After giving a brief sketch of Rosten’s criminal history, which was essentially unblemished until his current offence, Maisonneuve sped through Rosten’s twenty years of anger, protest, and endless legal wrangling before arriving at the past three months. Maisonneuve had personally worked on Rosten’s release plan and administered a number of standard risk- and needs-assessment measures. In drawing the board’s attention to the man’s moderate scores, he explained they would have been even better had Rosten co-operated more fully in recommended treatments and not lost all ties to friends and family on the outside.

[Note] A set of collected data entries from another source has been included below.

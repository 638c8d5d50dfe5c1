//! Search input timing: debounced searches, immediate recent fetches, history saves,
//! and superseded responses.

mod helpers;

use std::time::Duration;

use helpers::{ScriptedSource, SearchHarness};
use photogrid_core::api::SearchRequest;
use tokio::task::LocalSet;
use tokio::time::sleep;

#[tokio::test(start_paused = true)]
async fn settled_query_issues_exactly_one_search() {
    LocalSet::new()
        .run_until(async {
            let mut h = SearchHarness::new(ScriptedSource::new(100, 40));
            h.type_text("cat");

            sleep(Duration::from_millis(799)).await;
            assert!(h.source.requests().is_empty());

            h.settle().await;
            assert_eq!(h.source.requests(), vec![SearchRequest::new("cat", 1)]);
            assert_eq!(h.gallery.borrow().query(), "cat");
        })
        .await;
}

#[tokio::test(start_paused = true)]
async fn typing_within_quiet_period_searches_only_final_text() {
    LocalSet::new()
        .run_until(async {
            let mut h = SearchHarness::new(ScriptedSource::new(100, 40));
            h.type_text("c");
            sleep(Duration::from_millis(200)).await;
            h.type_text("ca");
            sleep(Duration::from_millis(500)).await;
            h.type_text("cat");
            h.settle().await;

            assert_eq!(h.source.requests(), vec![SearchRequest::new("cat", 1)]);
        })
        .await;
}

#[tokio::test(start_paused = true)]
async fn clearing_input_fetches_recent_immediately() {
    LocalSet::new()
        .run_until(async {
            let mut h = SearchHarness::new(ScriptedSource::new(100, 40));
            h.type_text("cat");
            h.settle().await;

            h.type_text("");
            sleep(Duration::from_millis(1)).await;
            assert_eq!(h.source.requests().last(), Some(&SearchRequest::recent(1)));

            h.settle().await;
            assert_eq!(h.gallery.borrow().query(), "");
            assert!(h.photo_ids().iter().all(|id| id.starts_with("recent-1-")));
        })
        .await;
}

#[tokio::test(start_paused = true)]
async fn stabilized_queries_are_saved_most_recent_first() {
    LocalSet::new()
        .run_until(async {
            let mut h = SearchHarness::new(ScriptedSource::new(10, 40));
            h.type_text("ca");
            h.type_text("cat");
            h.settle().await;
            h.type_text("dog");
            h.settle().await;
            h.type_text("cat");
            h.settle().await;
            h.type_text("");
            h.settle().await;

            let history = h.history.borrow();
            assert_eq!(history.entries(), ["cat", "dog"]);
        })
        .await;
}

#[tokio::test(start_paused = true)]
async fn slow_response_for_old_query_is_discarded() {
    LocalSet::new()
        .run_until(async {
            let source = ScriptedSource::new(100, 40).with_latency("ca", Duration::from_secs(5));
            let mut h = SearchHarness::new(source);

            h.type_text("ca");
            // Let the "ca" search fire and go in flight.
            sleep(Duration::from_millis(900)).await;
            h.type_text("cat");
            h.settle().await;

            assert_eq!(
                h.source.requests(),
                vec![SearchRequest::new("ca", 1), SearchRequest::new("cat", 1)]
            );
            assert_eq!(h.gallery.borrow().query(), "cat");
            assert!(h.photo_ids().iter().all(|id| id.starts_with("cat-1-")));
        })
        .await;
}

#[tokio::test(start_paused = true)]
async fn scroll_appends_next_page_of_active_query() {
    LocalSet::new()
        .run_until(async {
            let mut h = SearchHarness::new(ScriptedSource::new(100, 40));
            h.type_text("cat");
            h.settle().await;

            h.scroll_to_bottom();
            // A second scroll while the first is in flight is ignored.
            h.scroll_to_bottom();
            h.settle().await;

            assert_eq!(
                h.source.requests(),
                vec![SearchRequest::new("cat", 1), SearchRequest::new("cat", 2)]
            );
            assert_eq!(h.photo_ids().len(), 80);
        })
        .await;
}
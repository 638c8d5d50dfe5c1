//! One thumbnail in the grid; clicking it opens the detail overlay.

use dioxus::prelude::*;
use photogrid_core::types::{ImageSize, Photo};

use crate::state::*;

#[component]
pub fn PhotoTile(photo: Photo) -> Element {
    let src = photo.image_url(ImageSize::GRID);
    let title = photo.title.clone();

    rsx! {
        div {
            class: "photo-tile",
            title: "{title}",
            onclick: move |_| OVERLAY.write().open(photo.clone()),
            img {
                class: "photo-image",
                src: "{src}",
                alt: "{title}",
                loading: "lazy",
            }
        }
    }
}
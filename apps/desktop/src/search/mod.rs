//! Search panel — input field with history suggestions.

mod search_input;
mod suggestions;

use dioxus::prelude::*;
use search_input::SearchInput;

#[component]
pub fn SearchPanel() -> Element {
    rsx! {
        div {
            class: "search-panel",
            SearchInput {}
        }
    }
}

However, Maisonneuve was quick to add, despite his reluctance to assume responsibility, Rosten had never presented a discipline problem, had no history of substance abuse, and had co-operated fully with CSC rules and routines. He had used his advanced education and skill as a teacher to help in the prison school program by mentoring and tutoring students toward high-school diplomas and even advanced science credits. This was a skill he intended to carry into his community placement.

“But what about insight and remorse?” the lead board member said.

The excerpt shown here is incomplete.